What needs to be done: What lines in the records below include the word "unescape"? Return each one.

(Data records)
--------------------------------
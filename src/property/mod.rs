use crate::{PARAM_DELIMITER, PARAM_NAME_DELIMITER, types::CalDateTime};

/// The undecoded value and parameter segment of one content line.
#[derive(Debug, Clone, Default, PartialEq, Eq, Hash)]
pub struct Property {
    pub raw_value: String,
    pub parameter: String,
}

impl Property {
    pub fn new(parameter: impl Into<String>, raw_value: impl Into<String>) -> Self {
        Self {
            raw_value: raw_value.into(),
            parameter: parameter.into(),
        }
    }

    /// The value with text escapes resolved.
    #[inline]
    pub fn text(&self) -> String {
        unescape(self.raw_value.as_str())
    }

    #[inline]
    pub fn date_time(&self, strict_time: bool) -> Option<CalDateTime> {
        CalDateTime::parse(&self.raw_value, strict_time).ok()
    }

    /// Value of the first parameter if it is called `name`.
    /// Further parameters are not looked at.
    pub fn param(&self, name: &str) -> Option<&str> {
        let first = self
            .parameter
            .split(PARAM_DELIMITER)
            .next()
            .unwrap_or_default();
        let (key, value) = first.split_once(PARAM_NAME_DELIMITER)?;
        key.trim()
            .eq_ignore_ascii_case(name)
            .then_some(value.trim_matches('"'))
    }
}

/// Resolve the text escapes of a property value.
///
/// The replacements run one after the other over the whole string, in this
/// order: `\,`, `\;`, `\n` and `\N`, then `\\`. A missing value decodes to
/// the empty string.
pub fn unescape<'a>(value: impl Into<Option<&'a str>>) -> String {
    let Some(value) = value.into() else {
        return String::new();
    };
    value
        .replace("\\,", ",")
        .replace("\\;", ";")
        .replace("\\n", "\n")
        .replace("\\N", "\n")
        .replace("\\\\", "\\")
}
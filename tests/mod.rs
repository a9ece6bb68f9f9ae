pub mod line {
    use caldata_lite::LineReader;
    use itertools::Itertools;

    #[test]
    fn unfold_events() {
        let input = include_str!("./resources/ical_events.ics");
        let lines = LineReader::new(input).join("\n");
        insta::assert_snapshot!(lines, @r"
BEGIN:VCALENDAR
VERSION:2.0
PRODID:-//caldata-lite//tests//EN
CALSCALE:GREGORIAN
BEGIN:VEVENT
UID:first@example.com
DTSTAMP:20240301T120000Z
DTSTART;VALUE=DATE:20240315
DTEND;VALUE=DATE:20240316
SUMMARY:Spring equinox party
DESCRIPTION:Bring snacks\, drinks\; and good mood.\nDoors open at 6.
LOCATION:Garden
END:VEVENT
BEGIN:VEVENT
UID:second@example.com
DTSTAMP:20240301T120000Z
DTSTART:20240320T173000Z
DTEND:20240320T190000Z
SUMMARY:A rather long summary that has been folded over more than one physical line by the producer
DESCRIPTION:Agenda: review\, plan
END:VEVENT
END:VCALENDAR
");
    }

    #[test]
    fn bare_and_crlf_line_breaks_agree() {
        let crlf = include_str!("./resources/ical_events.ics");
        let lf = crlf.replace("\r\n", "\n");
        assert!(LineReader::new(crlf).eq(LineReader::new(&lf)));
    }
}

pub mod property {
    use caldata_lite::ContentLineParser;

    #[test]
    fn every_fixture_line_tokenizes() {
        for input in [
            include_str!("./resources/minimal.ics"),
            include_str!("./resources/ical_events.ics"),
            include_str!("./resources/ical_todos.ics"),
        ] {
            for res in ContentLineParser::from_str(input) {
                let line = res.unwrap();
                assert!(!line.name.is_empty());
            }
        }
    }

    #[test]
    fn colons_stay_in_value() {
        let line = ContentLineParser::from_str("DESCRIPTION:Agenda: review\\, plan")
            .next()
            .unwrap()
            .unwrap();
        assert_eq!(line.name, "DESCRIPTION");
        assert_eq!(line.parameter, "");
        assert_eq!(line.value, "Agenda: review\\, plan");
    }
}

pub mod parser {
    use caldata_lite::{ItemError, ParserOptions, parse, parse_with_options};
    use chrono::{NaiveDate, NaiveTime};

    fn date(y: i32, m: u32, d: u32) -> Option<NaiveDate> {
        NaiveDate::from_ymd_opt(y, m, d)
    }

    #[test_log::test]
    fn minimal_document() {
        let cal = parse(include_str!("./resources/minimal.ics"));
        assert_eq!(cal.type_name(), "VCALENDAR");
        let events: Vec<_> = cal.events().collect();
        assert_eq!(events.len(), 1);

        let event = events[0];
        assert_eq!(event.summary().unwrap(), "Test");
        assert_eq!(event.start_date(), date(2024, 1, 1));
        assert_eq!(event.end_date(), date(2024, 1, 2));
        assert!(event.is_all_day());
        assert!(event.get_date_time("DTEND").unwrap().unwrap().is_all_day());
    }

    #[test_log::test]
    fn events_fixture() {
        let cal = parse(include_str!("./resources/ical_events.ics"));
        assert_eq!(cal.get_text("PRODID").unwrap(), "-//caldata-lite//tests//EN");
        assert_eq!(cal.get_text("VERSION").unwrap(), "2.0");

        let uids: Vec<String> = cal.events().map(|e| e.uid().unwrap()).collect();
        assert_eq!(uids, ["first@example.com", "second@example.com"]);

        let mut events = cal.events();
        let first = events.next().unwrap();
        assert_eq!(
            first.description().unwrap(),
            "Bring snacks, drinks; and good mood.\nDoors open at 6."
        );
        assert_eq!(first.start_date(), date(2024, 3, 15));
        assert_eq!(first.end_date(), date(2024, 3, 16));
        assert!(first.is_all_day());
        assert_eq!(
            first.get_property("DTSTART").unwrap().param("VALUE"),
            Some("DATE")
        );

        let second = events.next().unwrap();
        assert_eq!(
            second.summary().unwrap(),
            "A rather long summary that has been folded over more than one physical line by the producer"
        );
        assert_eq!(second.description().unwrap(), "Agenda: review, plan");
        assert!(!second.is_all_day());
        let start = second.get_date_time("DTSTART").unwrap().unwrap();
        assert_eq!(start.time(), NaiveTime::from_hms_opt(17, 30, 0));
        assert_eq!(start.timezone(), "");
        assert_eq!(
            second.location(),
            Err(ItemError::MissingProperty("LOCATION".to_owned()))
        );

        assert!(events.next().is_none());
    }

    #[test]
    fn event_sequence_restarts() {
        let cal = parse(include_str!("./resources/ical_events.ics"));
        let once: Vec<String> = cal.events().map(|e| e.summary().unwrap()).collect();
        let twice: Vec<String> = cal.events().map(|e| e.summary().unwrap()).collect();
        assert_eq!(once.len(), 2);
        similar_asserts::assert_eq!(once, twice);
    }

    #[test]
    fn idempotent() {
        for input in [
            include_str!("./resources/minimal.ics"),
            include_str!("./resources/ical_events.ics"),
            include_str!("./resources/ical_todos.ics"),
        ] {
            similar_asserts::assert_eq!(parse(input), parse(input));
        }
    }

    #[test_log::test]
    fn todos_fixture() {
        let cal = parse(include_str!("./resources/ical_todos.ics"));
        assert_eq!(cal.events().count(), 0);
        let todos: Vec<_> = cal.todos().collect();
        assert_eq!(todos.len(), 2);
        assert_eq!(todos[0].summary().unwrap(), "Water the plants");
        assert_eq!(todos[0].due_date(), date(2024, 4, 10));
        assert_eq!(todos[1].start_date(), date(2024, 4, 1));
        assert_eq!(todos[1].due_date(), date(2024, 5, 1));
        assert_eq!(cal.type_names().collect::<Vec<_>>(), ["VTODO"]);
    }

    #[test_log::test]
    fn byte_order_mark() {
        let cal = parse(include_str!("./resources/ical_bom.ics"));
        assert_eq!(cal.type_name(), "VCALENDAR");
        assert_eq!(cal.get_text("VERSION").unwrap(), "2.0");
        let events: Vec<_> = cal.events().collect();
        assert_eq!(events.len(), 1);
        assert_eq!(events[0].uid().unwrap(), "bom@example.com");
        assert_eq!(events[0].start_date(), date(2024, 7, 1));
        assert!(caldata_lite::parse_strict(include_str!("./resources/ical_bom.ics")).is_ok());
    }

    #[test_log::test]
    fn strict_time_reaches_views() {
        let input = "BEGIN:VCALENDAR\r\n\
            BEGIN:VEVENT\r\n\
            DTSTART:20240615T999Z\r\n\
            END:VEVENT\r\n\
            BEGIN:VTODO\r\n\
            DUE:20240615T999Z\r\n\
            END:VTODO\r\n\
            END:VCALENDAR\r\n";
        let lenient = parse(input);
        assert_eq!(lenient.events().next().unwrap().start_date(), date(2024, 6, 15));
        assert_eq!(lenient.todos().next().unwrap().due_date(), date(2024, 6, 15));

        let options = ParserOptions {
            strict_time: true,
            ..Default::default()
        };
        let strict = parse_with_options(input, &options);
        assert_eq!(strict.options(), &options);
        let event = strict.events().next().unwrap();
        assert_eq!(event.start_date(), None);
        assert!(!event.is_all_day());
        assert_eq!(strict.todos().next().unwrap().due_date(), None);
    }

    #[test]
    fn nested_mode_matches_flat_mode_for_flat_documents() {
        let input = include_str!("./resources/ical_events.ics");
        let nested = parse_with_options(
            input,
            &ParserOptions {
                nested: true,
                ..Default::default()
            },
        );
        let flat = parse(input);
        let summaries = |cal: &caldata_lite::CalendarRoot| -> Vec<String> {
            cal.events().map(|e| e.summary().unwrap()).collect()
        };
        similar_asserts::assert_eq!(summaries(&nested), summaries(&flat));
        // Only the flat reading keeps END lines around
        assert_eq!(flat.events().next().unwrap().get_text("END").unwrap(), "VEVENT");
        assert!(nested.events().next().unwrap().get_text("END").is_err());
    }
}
--------------------------------
Problem solution:
        unescape(self.raw_value.as_str())
pub fn unescape<'a>(value: impl Into<Option<&'a str>>) -> String {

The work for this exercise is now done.